Finding Myself, Again:
I had taken a gap year between high school and moving to college while in the relationship, so I only had a few months left at home before I moved to college. My two best friends and I made the absolute most out of it. We did everything we could think of! We went rollerskating, watched horror movie marathons, went swimming, skinny dipping, went to concerts, state fairs rode roller coasters, spent almost every night together, drove across the state pulling my father’s trailer to spend a day at a waterpark, and ended with a week-long road trip to Oregon where we stayed on the beach, hiked, zip-lined, and spent all our money at Powell’s book store in Portland. There were a few mistakes that were made but I learned from every experience that summer. The summer went by in a flash but along with all the great memories I had also started to feel like myself again. I fell in love with my body again and was more self-confident than I ever was before. I spent time with my family and did all the things I wanted to do and felt as though I could care for myself once again. That summer showed me that I would be myself again one day and how to enjoy life again.
College:
After the best summer I had had in many years I drove across the state with my mom and close family friends to help me move into a dorm.
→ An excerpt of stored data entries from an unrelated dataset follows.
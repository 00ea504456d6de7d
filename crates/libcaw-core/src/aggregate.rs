//! Peer diff aggregation
//!
//! The local service reports changed lines per peer. The editor only cares
//! which lines changed per commit, so reports are folded into a
//! [`ChangeSet`].

use serde::{Deserialize, Serialize};
use tracing::debug;

use crate::types::project::{ChangeSet, PeerReport};

/// Default cap on distinct commit IDs kept per file
pub const DEFAULT_MAX_COMMITS: usize = 100;

#[derive(Debug, Clone, Copy, PartialEq, Eq, Serialize, Deserialize)]
pub struct AggregatorConfig {
    /// Distinct commit IDs kept per file; the oldest-seen are dropped first
    pub max_commits: usize,
}

impl Default for AggregatorConfig {
    fn default() -> Self {
        Self {
            max_commits: DEFAULT_MAX_COMMITS,
        }
    }
}

/// Merge peer reports into per-commit line sets, skipping `exclude_self`.
///
/// Commit IDs are seen in report order; when more than `max_commits`
/// distinct IDs appear, the earliest ones are dropped.
pub fn merge_peer_changes(
    reports: &[PeerReport],
    exclude_self: &str,
    config: &AggregatorConfig,
) -> ChangeSet {
    let mut set = ChangeSet::new();
    for report in reports.iter().filter(|r| r.peer != exclude_self) {
        set.insert(&report.sha, report.lines.iter().copied());
    }

    let dropped = set.cap(config.max_commits);
    if !dropped.is_empty() {
        debug!(
            dropped = dropped.len(),
            max_commits = config.max_commits,
            "Capped commit IDs in change set"
        );
    }
    set
}

/// Merge freshly downloaded reports into an existing change set, keeping
/// the cap across a long-lived session.
pub fn merge_into(
    existing: &mut ChangeSet,
    reports: &[PeerReport],
    exclude_self: &str,
    config: &AggregatorConfig,
) {
    let fresh = merge_peer_changes(reports, exclude_self, config);
    existing.merge(&fresh);
    existing.cap(config.max_commits);
}
//! Tree of files touched by peers, keyed by path segment

use std::collections::btree_map::Entry;
use std::collections::BTreeMap;

#[derive(Debug, Clone, PartialEq, Eq)]
pub enum Node {
    File,
    Directory(BTreeMap<String, Node>),
}

impl Node {
    pub fn is_file(&self) -> bool {
        matches!(self, Node::File)
    }
}

/// Directory tree rooted at a project root.
///
/// Paths are relative and `/`-separated. Inserting a path through an
/// existing file turns that file into a directory.
#[derive(Debug, Clone, PartialEq, Eq)]
pub struct PathTree {
    root: Node,
}

impl Default for PathTree {
    fn default() -> Self {
        Self::new()
    }
}

impl PathTree {
    pub fn new() -> Self {
        Self {
            root: Node::Directory(BTreeMap::new()),
        }
    }

    /// Insert a file. Returns false if it was already present.
    pub fn insert(&mut self, path: &str) -> bool {
        let segments: Vec<&str> = segments(path).collect();
        let Some((file, dirs)) = segments.split_last() else {
            return false;
        };

        let mut node = &mut self.root;
        for dir in dirs {
            node = as_directory(node)
                .entry((*dir).to_string())
                .or_insert_with(|| Node::Directory(BTreeMap::new()));
        }

        match as_directory(node).entry((*file).to_string()) {
            Entry::Vacant(slot) => {
                slot.insert(Node::File);
                true
            }
            Entry::Occupied(_) => false,
        }
    }

    pub fn lookup(&self, path: &str) -> Option<&Node> {
        segments(path).try_fold(&self.root, |node, segment| match node {
            Node::Directory(children) => children.get(segment),
            Node::File => None,
        })
    }

    pub fn contains_file(&self, path: &str) -> bool {
        self.lookup(path).is_some_and(Node::is_file)
    }

    /// All file paths, sorted
    pub fn files(&self) -> Vec<String> {
        let mut out = Vec::new();
        collect_files(&self.root, String::new(), &mut out);
        out
    }

    pub fn is_empty(&self) -> bool {
        matches!(&self.root, Node::Directory(children) if children.is_empty())
    }

    pub fn clear(&mut self) {
        self.root = Node::Directory(BTreeMap::new());
    }
}

fn as_directory(node: &mut Node) -> &mut BTreeMap<String, Node> {
    if node.is_file() {
        *node = Node::Directory(BTreeMap::new());
    }
    match node {
        Node::Directory(children) => children,
        Node::File => unreachable!("file nodes are replaced above"),
    }
}

fn segments(path: &str) -> impl Iterator<Item = &str> {
    path.split(['/', '\\']).filter(|s| !s.is_empty() && *s != ".")
}

fn collect_files(node: &Node, prefix: String, out: &mut Vec<String>) {
    match node {
        Node::File => out.push(prefix),
        Node::Directory(children) => {
            for (name, child) in children {
                let path = if prefix.is_empty() {
                    name.clone()
                } else {
                    format!("{}/{}", prefix, name)
                };
                collect_files(child, path, out);
            }
        }
    }
}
I immediately loved my classes and meeting new people within my classes. My degree in Pre-Vet/Animal Science so my classes are almost completely about animals. Though I was having a great time, I also felt extremely isolated because I was so far away from my family for the first time in my life. I struggled with being away from my family for many weeks and still do when I miss important events, such as birthdays and family gatherings. I soon found a way to make my dorm feel more like home and ways to stay in contact with my family from afar. I created good study habits and turned my anxiety into a drive to organize my life and push myself to do better. I also made sure to practice self-care so I could keep my anxiety at a low and my happiness high.
Finding Love:
My second month in college I made the best decision in my life, I went home with a new friend for the weekend to watch a high school football game her brother played in. At this football game, I met someone who would later find out is the love of my life. We met at the game and the gathering after but didn’t really talk or get each other’s contact information until weeks after. He had convinced his friend to pass his Snapchat along through my friend to me. Once we got each other’s numbers, we started talking and have not stopped since. We became extremely close extremely fast and I always felt comfortable being myself with him. We had game nights and late-night restaurant trips with friends just to hang out. We went on our first date at the movies and even in a quiet room he still cracked jokes and made me laugh and smile the whole time (despite me being sick and feeling terrible). We have been inseparable ever since, we eat dinner together almost every night, run all our errands together, study and do homework together, and even drive home to see our families together (which is a five to six-hour drive). We have each been introduced to our families and now I feel like the size of my family has doubled.
Home:
I was able to move out of the dorm in December because I had running start credits and now, I currently live alone in my one-bedroom apartment in a college town with my dog, Dakota, and my cat, Itty-Bit. My. Family helped me furnish it and I have filled it with many plants and pictures of friends and family from home. I have a schedule for my daily schedule for my dog and a cleaning schedule to keep my space nice. My apartment has made this college town start to feel even more like home. I am currently working two jobs through the summer to pay my rent and afford groceries. The covid pandemic did affect my personal life and caused me quite a bit of financial trouble and caused me to miss an opportunity to work at a vet hospital. My first job is working out on a dairy farm. I do many cleaning chores, care for the cow’s health, and milk them. I love spending my time with the cows and it is a job I can truly say I love. I picked up a second job at a local restaurant to help with my bills and leave me with some spending money for the remainder of the summer.